Recently I came across a website for body confessions. The site was started by a woman who set out to research body image and later wanted to provide a forum for women to air their struggles and insecurities. After reading through many of the posts, I can’t decide if I think this is a good idea. On one hand, I think talking honestly about our problems can get rid of stigma and make it easier to seek help and encouragement. It's good to know we're not alone. But on the other hand, I can’t help but wonder if the website reinforces bad body image and makes women worry about things we never worried about before. After all, the beauty industry has given us countless products to combat problems we never knew we had. Do we really need more negative reinforcement? Mostly, though, the site just makes me sad that so many women (and a few men) look at themselves in the mirror and hate what they see.
I have had friends of all ages and stages and body types suffer from anorexia or bulimia or EDNOS (eating disorder not otherwise specified), or even just rampant insecurity about what they look like. An amazing younger woman (19) in my life once wanted to bleach her skin to get rid of her gorgeous freckles. I, on the other hand, would love to have her freckles, and her curly hair. I look at the women in my life, and I think they’re all beautiful, all made in the image of God. We are all fearfully and wonderfully made. Scripture is pretty clear that beauty is fleeting (time is pretty clear on that front too) and reminds us over and over again that the heart is what matters.

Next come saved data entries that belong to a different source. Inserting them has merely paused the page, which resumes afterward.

mod kind;

#[cfg(test)]
mod tests;

use crate::record::Record;
use serde::{Serialize, Serializer};
use std::{fmt, sync::Arc};

// re-exports
pub use kind::Kind;

///
/// Value
///
/// Dynamically typed field value.
///
/// Null    → explicit absence; only accepted by untyped fields.
/// Record  → a nested, fully constructed record instance.
///

#[derive(Clone, Debug, PartialEq, Serialize)]
#[remain::sorted]
pub enum Value {
    Blob(Vec<u8>),
    Bool(bool),
    Float(f64),
    Int(i64),
    /// Ordered list of values. Items are not type-checked.
    List(Vec<Self>),
    Null,
    #[serde(serialize_with = "serialize_record")]
    Record(Arc<Record>),
    Text(String),
    Uint(u64),
}

impl Value {
    /// Runtime type tag of this value, compared by identity against the
    /// declared kind of a field.
    #[must_use]
    pub fn kind(&self) -> Kind {
        match self {
            Self::Blob(_) => Kind::Blob,
            Self::Bool(_) => Kind::Bool,
            Self::Float(_) => Kind::Float,
            Self::Int(_) => Kind::Int,
            Self::List(_) => Kind::List,
            Self::Null => Kind::Null,
            Self::Record(record) => Kind::Record(record.record_type().clone()),
            Self::Text(_) => Kind::Text,
            Self::Uint(_) => Kind::Uint,
        }
    }

    #[must_use]
    pub const fn is_null(&self) -> bool {
        matches!(self, Self::Null)
    }

    #[must_use]
    pub fn as_text(&self) -> Option<&str> {
        match self {
            Self::Text(s) => Some(s),
            _ => None,
        }
    }

    #[must_use]
    pub const fn as_int(&self) -> Option<i64> {
        match self {
            Self::Int(v) => Some(*v),
            _ => None,
        }
    }

    #[must_use]
    pub const fn as_uint(&self) -> Option<u64> {
        match self {
            Self::Uint(v) => Some(*v),
            _ => None,
        }
    }

    #[must_use]
    pub const fn as_float(&self) -> Option<f64> {
        match self {
            Self::Float(v) => Some(*v),
            _ => None,
        }
    }

    #[must_use]
    pub const fn as_bool(&self) -> Option<bool> {
        match self {
            Self::Bool(v) => Some(*v),
            _ => None,
        }
    }

    #[must_use]
    pub fn as_record(&self) -> Option<&Record> {
        match self {
            Self::Record(record) => Some(record),
            _ => None,
        }
    }

    // fmt_item
    // list items quote their text so `['a', 1]` stays unambiguous
    fn fmt_item(&self, f: &mut fmt::Formatter<'_>) -> fmt::Result {
        match self {
            Self::Text(s) => write!(f, "'{s}'"),
            other => fmt::Display::fmt(other, f),
        }
    }
}

impl fmt::Display for Value {
    fn fmt(&self, f: &mut fmt::Formatter<'_>) -> fmt::Result {
        match self {
            Self::Blob(bytes) => {
                f.write_str("0x")?;
                for b in bytes {
                    write!(f, "{b:02x}")?;
                }
                Ok(())
            }
            Self::Bool(v) => write!(f, "{v}"),
            Self::Float(v) => write!(f, "{v:?}"),
            Self::Int(v) => write!(f, "{v}"),
            Self::List(items) => {
                f.write_str("[")?;
                for (i, item) in items.iter().enumerate() {
                    if i > 0 {
                        f.write_str(", ")?;
                    }
                    item.fmt_item(f)?;
                }
                f.write_str("]")
            }
            Self::Null => f.write_str("null"),
            Self::Record(record) => write!(f, "{record}"),
            Self::Text(s) => f.write_str(s),
            Self::Uint(v) => write!(f, "{v}"),
        }
    }
}

fn serialize_record<S: Serializer>(record: &Arc<Record>, serializer: S) -> Result<S::Ok, S::Error> {
    record.as_ref().serialize(serializer)
}

///
/// CONVERSIONS
///

// impl_value_from
macro_rules! impl_value_from {
    ( $( $type:ty => $variant:ident ),* $(,)? ) => {
        $(
            impl From<$type> for Value {
                fn from(v: $type) -> Self {
                    Self::$variant(v.into())
                }
            }
        )*
    };
}

impl_value_from!(
    bool => Bool,
    f32 => Float,
    f64 => Float,
    i8 => Int,
    i16 => Int,
    i32 => Int,
    i64 => Int,
    u8 => Uint,
    u16 => Uint,
    u32 => Uint,
    u64 => Uint,
    String => Text,
);

impl From<&str> for Value {
    fn from(v: &str) -> Self {
        Self::Text(v.to_string())
    }
}

impl From<Vec<Self>> for Value {
    fn from(v: Vec<Self>) -> Self {
        Self::List(v)
    }
}

impl From<Record> for Value {
    fn from(v: Record) -> Self {
        Self::Record(Arc::new(v))
    }
}

impl From<Arc<Record>> for Value {
    fn from(v: Arc<Record>) -> Self {
        Self::Record(v)
    }
}

impl From<()> for Value {
    fn from((): ()) -> Self {
        Self::Null
    }
}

But it seems like even in Christian circles, we’ve forgotten this. We’ve convinced ourselves that we’re not good enough or lovable enough or marry-able enough unless we’re also beautiful by the world’s (ridiculously unattainable) standards. Whether this has always been a trap to ensnare women or if it has come on more recently with the prevalence of mirrors, models, Estee Lauder, and Neutrogena, I’m not sure. I think if God had to tell us that beauty is fleeting, then maybe it’s always been there, but I can’t help but think it’s gotten worse.
For most of my late adolescent and adult life, I was somewhat immune to this struggle, or at least I’ve been able to rein it in. I was so skinny when I was younger (my not-so-nice nickname in elementary and middle school was “scrawny ferret”) that when I finally got curves, I figured I ought to be grateful for them. But when I started reading the website, I recognized my own thoughts in what some of the women posted. Because the most recent guy in my life was so overly concerned with both his weight and mine, I now find myself thinking I’m not thin enough or pretty enough or fancy enough to ever be loved. That is my (quite vulnerable) body confession.
I’m both saddened that I think this and seriously pissed off. The good news is that I know what God says about me and I usually know what my friends think about me too. I know what God’s design for marriage is, and I also know exactly what I would tell any woman, young or old, who was battling with any of the things the dark voices sometimes whisper in my ear. So I’m going to choose to believe the voices of truth, and I’m going to tell those other voices to get the hell out of my way.